• **Your assignment**: Copy exactly the lines of the records below, and only those lines, beginning with the line that contains "if max <= min" and ending with the line that contains "use riftworks_core::fixed::Ticks;".

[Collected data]
%%

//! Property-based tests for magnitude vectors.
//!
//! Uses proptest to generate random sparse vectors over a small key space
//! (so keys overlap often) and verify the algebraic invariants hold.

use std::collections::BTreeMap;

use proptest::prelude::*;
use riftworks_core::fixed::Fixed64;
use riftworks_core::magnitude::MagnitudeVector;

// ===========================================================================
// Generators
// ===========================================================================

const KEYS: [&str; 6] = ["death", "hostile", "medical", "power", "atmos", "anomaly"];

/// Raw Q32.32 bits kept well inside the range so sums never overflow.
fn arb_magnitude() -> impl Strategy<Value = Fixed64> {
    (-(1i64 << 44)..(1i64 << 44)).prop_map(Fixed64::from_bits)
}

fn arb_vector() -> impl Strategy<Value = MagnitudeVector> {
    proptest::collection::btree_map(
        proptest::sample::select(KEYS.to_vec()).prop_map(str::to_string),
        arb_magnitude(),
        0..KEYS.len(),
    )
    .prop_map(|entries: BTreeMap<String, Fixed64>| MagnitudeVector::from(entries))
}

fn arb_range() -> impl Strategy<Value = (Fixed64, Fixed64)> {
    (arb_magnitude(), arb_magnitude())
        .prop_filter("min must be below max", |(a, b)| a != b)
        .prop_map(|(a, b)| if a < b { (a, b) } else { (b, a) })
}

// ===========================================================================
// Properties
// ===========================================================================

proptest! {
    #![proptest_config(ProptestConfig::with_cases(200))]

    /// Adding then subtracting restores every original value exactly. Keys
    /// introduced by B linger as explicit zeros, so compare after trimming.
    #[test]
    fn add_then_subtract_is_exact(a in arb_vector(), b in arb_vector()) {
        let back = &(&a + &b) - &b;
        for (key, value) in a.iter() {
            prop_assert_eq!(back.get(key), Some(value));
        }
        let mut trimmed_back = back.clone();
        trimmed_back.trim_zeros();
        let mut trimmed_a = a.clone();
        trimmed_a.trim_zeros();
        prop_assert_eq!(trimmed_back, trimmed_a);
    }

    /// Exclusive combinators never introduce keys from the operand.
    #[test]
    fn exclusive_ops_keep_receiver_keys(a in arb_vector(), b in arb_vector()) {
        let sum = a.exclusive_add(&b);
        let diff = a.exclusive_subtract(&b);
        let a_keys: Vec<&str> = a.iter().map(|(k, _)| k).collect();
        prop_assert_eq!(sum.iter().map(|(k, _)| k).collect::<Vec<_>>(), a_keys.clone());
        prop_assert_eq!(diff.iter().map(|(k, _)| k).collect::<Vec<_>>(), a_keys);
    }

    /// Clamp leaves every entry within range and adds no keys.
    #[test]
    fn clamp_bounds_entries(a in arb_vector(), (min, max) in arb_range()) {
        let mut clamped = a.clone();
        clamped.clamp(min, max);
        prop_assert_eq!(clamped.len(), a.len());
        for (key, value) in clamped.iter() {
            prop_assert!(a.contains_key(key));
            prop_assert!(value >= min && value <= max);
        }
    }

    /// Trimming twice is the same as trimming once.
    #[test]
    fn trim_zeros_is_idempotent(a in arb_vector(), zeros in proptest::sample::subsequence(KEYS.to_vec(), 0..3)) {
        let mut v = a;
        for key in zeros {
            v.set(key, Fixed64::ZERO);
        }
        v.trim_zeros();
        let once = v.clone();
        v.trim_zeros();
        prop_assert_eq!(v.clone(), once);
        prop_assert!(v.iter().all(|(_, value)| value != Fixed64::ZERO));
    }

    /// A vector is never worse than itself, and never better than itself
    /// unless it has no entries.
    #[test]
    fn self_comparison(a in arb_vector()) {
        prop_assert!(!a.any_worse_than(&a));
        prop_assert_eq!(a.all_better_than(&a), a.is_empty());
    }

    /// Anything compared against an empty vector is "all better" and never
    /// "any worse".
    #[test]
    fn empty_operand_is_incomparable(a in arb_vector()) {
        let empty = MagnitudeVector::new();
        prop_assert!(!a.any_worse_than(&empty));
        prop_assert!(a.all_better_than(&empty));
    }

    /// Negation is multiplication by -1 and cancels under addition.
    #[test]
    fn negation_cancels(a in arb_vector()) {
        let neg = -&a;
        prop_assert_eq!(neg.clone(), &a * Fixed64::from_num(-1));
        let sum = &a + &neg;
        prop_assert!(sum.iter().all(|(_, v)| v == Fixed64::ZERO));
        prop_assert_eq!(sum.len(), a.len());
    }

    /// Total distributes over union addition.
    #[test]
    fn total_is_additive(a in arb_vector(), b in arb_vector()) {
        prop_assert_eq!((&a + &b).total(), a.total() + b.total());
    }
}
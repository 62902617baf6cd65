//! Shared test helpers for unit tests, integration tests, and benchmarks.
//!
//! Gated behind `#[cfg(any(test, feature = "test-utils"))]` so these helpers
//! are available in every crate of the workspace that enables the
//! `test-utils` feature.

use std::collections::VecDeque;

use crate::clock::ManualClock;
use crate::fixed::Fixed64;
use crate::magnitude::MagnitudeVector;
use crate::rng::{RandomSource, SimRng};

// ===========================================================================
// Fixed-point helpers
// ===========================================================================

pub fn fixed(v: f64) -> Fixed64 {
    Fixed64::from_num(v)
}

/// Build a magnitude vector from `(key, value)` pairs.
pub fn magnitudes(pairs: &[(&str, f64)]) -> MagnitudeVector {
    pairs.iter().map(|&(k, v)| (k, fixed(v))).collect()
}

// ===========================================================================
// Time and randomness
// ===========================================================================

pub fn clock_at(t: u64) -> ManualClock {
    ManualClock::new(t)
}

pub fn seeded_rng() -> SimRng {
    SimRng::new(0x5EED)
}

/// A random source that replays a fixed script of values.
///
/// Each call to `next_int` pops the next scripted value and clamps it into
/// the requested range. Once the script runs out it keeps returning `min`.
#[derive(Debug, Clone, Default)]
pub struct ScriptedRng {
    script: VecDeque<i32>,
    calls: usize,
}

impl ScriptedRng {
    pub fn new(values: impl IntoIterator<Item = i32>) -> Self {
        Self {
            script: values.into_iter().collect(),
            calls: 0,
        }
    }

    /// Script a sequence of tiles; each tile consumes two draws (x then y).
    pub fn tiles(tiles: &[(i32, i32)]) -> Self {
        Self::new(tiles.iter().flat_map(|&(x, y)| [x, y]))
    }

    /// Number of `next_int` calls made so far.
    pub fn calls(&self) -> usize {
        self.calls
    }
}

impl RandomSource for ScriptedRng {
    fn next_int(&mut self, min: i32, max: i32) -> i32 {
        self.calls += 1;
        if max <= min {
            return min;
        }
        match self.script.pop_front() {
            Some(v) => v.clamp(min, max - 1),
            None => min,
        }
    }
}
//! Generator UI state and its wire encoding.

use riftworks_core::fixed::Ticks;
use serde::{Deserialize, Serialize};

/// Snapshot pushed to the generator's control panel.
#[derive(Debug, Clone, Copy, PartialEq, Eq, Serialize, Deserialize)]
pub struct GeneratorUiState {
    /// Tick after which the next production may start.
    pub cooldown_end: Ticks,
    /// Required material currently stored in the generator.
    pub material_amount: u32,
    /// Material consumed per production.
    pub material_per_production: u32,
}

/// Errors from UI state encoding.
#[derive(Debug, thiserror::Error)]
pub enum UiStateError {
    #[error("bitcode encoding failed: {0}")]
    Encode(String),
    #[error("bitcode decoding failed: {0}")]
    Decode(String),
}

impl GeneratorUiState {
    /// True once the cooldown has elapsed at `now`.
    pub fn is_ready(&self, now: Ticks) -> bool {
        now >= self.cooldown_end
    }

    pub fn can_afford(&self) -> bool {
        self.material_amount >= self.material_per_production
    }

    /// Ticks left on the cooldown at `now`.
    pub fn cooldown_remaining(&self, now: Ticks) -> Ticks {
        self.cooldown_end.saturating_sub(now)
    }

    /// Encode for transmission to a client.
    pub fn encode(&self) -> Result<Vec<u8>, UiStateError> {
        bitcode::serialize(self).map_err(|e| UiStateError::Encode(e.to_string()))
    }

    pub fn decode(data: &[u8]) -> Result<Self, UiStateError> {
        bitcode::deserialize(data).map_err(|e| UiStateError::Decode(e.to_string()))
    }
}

%%

• **Solution below**:
        if max <= min {
            return min;
        }
        match self.script.pop_front() {
            Some(v) => v.clamp(min, max - 1),
            None => min,
        }
    }
}
//! Generator UI state and its wire encoding.

use riftworks_core::fixed::Ticks;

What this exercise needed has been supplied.